▸ **EXERCISE**: Pick up at the line with "let (mut cov, mut". Write it out exactly, along with each later line through the end of the data, and nothing more.

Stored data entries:
================

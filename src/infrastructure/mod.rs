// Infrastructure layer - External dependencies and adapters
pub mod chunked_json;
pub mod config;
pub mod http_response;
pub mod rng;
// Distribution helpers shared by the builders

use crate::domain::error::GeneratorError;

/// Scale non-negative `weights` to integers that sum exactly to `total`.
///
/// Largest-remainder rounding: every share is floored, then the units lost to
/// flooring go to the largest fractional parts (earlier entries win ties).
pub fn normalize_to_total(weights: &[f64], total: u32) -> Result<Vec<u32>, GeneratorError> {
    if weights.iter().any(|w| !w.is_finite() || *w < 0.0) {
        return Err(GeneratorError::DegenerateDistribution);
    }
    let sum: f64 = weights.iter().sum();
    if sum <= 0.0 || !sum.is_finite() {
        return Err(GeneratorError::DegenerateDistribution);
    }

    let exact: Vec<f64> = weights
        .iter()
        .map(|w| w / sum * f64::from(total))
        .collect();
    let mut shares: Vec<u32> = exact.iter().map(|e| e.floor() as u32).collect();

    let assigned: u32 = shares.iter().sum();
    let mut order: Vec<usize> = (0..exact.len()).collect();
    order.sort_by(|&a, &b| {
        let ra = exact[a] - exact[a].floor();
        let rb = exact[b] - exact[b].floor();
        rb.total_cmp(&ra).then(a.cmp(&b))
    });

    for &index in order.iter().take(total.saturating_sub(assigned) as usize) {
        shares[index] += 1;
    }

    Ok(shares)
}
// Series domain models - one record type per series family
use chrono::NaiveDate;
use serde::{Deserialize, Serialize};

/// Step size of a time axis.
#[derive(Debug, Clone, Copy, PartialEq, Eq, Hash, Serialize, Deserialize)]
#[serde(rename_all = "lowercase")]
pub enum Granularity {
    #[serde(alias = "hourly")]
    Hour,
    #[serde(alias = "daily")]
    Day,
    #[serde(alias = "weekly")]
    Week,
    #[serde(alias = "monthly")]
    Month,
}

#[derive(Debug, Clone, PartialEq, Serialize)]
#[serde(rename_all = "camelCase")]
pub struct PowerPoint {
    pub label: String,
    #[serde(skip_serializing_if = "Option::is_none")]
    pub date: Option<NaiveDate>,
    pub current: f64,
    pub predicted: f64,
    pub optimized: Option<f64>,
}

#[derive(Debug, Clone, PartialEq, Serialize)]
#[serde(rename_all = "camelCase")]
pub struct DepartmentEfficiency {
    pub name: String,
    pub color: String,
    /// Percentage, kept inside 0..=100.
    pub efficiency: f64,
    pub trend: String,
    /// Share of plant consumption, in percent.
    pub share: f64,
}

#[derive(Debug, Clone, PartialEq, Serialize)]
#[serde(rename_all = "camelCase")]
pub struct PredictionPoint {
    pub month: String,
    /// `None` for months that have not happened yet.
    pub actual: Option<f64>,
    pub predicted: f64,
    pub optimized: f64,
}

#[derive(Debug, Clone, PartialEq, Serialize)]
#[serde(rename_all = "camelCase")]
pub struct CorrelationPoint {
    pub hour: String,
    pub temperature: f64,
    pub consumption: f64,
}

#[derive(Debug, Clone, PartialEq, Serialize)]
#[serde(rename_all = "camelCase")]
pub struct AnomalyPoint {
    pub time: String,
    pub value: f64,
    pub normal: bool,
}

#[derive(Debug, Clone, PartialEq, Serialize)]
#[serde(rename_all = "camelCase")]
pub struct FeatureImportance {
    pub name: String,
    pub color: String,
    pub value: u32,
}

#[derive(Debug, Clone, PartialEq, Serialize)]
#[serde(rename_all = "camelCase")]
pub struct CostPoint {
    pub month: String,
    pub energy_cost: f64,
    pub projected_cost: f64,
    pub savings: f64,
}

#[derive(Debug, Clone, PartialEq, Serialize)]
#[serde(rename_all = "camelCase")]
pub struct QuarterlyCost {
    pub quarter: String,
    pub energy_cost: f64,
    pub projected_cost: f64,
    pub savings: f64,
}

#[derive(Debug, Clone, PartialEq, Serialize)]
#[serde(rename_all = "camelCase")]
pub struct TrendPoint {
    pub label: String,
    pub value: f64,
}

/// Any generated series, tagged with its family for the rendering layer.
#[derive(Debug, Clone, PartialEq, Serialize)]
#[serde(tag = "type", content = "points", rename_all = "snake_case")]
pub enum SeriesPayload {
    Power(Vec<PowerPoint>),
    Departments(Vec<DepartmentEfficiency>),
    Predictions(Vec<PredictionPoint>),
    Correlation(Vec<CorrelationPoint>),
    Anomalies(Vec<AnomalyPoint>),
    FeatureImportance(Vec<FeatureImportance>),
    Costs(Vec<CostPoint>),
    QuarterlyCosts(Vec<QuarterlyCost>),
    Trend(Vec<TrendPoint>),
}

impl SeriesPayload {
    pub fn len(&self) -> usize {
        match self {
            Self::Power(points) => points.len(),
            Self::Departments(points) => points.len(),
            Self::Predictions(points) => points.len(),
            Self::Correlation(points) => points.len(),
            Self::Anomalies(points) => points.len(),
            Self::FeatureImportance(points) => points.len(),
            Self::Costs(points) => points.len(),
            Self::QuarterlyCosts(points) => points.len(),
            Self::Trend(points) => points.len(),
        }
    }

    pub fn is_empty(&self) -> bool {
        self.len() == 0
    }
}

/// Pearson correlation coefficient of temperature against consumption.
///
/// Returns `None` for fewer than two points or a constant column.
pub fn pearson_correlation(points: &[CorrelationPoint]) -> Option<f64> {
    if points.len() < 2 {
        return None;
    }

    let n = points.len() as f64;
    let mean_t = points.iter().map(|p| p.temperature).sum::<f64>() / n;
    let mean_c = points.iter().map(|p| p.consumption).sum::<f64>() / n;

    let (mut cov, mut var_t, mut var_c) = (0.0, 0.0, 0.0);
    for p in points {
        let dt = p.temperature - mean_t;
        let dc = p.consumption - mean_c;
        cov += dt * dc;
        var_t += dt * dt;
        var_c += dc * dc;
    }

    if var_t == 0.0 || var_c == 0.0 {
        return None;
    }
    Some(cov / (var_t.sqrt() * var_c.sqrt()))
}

================

▸ **RESPONSE BELOW**:
    let (mut cov, mut var_t, mut var_c) = (0.0, 0.0, 0.0);
    for p in points {
        let dt = p.temperature - mean_t;
        let dc = p.consumption - mean_c;
        cov += dt * dc;
        var_t += dt * dt;
        var_c += dc * dc;
    }

    if var_t == 0.0 || var_c == 0.0 {
        return None;
    }
    Some(cov / (var_t.sqrt() * var_c.sqrt()))
}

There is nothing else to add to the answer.